Adults who have lost teeth due to nontraumatic reasons may have a higher risk of developing cardiovascular disease, according to the American College of Cardiology (ACC), which also notes that cardiovascular disease is the leading cause of death in the United States and that previous studies have linked cardiovascular disease with oral disease.
The causal association between oral disease and cardiovascular disease is not well known, so the researchers conducted a secondary analysis of the 2014 Behavior Risk Factor Surveillance System, which looked at tooth loss not caused by trauma as well as cardiovascular disease including heart attack, angina, and stroke.
The study included 316,588 participants from the United States and its territories between the ages of 40 and 79. Overall, 8% were edentulous, and 13% had cardiovascular disease. The percentage of people who had cardiovascular disease and were edentulous was 28%, while only 7% had cardiovascular disease but did not have missing teeth.
In addition to edentulous participants, those who reported having one to five missing teeth or six or more, but not all, missing teeth also were more likely to develop cardiovascular disease even after adjusting for other factors such as body mass index, age, race, alcohol consumption, smoking, diabetes, and dental visits.
“Our results support that there is a relationship between dental health and cardiovascular health,” said Hamad Mohammed Qabha, MBBS, lead author and chief medical and surgical intern at Imam Muhammad Ibn Saud Islamic University.

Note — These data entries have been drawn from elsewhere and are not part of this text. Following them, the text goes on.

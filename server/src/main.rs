//! Funkrelais Server – Einstiegspunkt
//!
//! Laedt die Konfiguration, initialisiert das Logging und startet den Server.

use std::time::Duration;

use anyhow::Result;
use funkrelais_observability::logging_initialisieren;
use funkrelais_server::config::{ConfigHerkunft, RelayConfig};
use funkrelais_server::Server;

fn main() -> Result<()> {
    let runtime = tokio::runtime::Runtime::new()?;
    let ergebnis = runtime.block_on(ausfuehren());
    // Ein haengendes stdin-Lesen darf das Beenden nicht blockieren
    runtime.shutdown_timeout(Duration::from_secs(1));
    ergebnis
}

async fn ausfuehren() -> Result<()> {
    // .env ist optional
    dotenv::dotenv().ok();

    // Konfigurationsdatei-Pfad aus Umgebungsvariable oder Standard
    let config_pfad =
        std::env::var("FUNKRELAIS_CONFIG").unwrap_or_else(|_| "funkrelais.toml".into());

    // Konfiguration laden (Standardwerte falls Datei fehlt), dann Umgebung
    let (mut config, herkunft) = RelayConfig::laden(&config_pfad)?;
    config.umgebung_anwenden();

    logging_initialisieren(&config.logging.level, &config.logging.format)?;

    if herkunft == ConfigHerkunft::Standardwerte {
        tracing::warn!(
            pfad = %config_pfad,
            "Konfigurationsdatei nicht gefunden, verwende Standardwerte"
        );
    }

    tracing::info!(
        version = env!("CARGO_PKG_VERSION"),
        config = %config_pfad,
        "Funkrelais wird initialisiert"
    );

    config.validieren()?;

    let server = Server::neu(config);
    server.starten().await?;

    Ok(())
}
//! Opus-Frames und der Pull-Vertrag zum Voice-Transport
//!
//! Der Transport der Plattform holt Frames in seinem eigenen Takt ab
//! (typisch alle 20 ms). `None` bedeutet: es kommen keine Frames mehr.

use async_trait::async_trait;
use bytes::Bytes;
use std::time::Duration;

/// Ein kodierter Opus-Frame fester Dauer
#[derive(Debug, Clone, PartialEq, Eq)]
pub struct OpusFrame {
    /// Laufende Nummer innerhalb der Pipeline (ab 0)
    pub sequenz: u64,
    /// Nominale Dauer des Frames
    pub dauer: Duration,
    /// Opus-Nutzdaten
    pub daten: Bytes,
}

/// Pull-basierter Lieferant von Opus-Frames
#[async_trait]
pub trait FrameProvider: Send {
    /// Liefert den naechsten Frame oder `None` sobald die Quelle terminal ist
    async fn next_frame(&mut self) -> Option<OpusFrame>;
}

“If a person’s teeth fall out, there may be other underlying health concerns. Clinicians should be recommending that people in this age group receive adequate oral healthcare to prevent the diseases that lead to tooth loss in the first place and as potentially another way of reducing risk of future cardiovascular disease,” he said.
The study was presented at the ACC Middle East Conference 2019, held in conjunction with the 10th Emirates Cardiac Society Congress in Dubai, United Arab Emirates, October 3 through October 5.